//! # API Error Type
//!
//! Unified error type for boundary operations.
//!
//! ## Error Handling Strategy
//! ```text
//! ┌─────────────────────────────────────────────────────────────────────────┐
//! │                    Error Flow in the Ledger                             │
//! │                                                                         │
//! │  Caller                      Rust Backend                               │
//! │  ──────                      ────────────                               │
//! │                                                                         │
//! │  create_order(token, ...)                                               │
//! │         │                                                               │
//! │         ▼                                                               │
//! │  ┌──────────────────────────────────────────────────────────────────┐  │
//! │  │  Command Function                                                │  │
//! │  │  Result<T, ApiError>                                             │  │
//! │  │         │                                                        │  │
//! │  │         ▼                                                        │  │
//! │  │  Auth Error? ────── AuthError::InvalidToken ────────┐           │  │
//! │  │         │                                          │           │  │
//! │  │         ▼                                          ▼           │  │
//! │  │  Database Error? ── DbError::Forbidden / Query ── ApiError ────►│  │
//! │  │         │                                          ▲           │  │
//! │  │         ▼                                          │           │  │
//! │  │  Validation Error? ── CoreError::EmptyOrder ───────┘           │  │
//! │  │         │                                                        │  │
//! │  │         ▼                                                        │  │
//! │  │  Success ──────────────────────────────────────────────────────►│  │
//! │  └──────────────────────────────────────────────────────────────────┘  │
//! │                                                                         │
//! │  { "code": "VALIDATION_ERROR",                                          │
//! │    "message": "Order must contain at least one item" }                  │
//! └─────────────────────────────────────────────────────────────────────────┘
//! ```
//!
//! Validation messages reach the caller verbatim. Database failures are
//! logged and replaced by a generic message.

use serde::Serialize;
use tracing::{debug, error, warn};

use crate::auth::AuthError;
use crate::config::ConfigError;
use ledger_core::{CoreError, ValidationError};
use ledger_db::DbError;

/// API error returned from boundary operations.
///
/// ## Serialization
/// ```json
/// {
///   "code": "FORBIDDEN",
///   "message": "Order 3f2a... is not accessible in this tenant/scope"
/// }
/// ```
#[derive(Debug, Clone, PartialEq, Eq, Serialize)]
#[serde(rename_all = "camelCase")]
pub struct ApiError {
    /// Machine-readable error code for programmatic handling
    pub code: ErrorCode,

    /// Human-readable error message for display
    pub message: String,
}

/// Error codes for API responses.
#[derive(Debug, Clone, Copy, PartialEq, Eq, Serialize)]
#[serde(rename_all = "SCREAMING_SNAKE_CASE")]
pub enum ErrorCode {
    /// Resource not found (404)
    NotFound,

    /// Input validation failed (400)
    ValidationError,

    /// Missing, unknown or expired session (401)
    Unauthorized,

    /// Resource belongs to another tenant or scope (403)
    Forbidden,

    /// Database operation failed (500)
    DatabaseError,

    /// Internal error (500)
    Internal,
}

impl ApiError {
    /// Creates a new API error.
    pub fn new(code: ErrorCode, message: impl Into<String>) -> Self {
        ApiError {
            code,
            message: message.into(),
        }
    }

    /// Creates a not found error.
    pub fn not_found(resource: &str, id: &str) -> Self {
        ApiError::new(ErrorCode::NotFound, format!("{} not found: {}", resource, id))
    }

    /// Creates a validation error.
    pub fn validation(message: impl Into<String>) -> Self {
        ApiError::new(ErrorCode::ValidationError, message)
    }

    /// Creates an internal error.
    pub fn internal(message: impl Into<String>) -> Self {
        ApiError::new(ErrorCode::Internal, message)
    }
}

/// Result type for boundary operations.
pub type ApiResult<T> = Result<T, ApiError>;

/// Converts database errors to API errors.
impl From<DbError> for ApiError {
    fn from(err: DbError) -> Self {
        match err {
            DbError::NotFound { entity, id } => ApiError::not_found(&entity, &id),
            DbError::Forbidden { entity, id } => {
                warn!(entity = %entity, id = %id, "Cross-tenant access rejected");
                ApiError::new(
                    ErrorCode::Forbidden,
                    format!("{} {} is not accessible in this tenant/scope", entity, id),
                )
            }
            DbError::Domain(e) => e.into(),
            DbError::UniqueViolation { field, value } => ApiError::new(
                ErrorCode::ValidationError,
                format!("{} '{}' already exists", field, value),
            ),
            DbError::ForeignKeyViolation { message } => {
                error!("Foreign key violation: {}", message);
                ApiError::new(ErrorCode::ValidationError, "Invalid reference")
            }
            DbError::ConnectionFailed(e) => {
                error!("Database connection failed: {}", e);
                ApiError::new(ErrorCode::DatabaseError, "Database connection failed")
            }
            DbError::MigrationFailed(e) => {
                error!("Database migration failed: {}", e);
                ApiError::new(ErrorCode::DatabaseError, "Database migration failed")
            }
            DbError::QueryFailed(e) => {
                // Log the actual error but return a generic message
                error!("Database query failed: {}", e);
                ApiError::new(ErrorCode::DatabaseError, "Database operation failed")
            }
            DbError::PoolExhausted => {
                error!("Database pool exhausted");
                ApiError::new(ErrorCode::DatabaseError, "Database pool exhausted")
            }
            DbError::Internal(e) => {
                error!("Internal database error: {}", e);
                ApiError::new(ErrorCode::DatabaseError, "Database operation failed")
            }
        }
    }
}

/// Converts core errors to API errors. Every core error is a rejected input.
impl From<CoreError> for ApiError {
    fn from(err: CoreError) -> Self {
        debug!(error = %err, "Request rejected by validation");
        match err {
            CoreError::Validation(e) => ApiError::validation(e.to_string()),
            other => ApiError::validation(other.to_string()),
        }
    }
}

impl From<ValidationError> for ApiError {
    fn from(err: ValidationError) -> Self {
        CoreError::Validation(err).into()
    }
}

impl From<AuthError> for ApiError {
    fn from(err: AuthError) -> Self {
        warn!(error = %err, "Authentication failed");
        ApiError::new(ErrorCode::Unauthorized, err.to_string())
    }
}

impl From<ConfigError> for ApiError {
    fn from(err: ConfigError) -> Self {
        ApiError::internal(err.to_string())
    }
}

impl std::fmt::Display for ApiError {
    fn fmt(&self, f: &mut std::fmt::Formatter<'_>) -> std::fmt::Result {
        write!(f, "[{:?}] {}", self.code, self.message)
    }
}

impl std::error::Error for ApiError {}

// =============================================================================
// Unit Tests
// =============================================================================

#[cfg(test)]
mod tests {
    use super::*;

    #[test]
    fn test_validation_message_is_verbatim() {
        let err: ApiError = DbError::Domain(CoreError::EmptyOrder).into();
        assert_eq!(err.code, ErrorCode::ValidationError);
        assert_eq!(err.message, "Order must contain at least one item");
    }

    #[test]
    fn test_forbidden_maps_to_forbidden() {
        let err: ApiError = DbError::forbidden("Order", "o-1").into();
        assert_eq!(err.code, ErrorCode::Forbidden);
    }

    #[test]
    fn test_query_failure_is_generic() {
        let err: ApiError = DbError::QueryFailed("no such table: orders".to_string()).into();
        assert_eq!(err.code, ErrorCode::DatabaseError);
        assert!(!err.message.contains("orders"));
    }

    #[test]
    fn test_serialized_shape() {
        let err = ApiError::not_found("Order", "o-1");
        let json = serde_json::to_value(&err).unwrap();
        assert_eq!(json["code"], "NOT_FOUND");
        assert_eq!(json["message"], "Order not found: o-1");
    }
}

+---+

→ **What you are asked to do**
Of the lines in the data, report each one containing the string "Unauthorized".

→ **Exercise result**
    Unauthorized,
        ApiError::new(ErrorCode::Unauthorized, err.to_string())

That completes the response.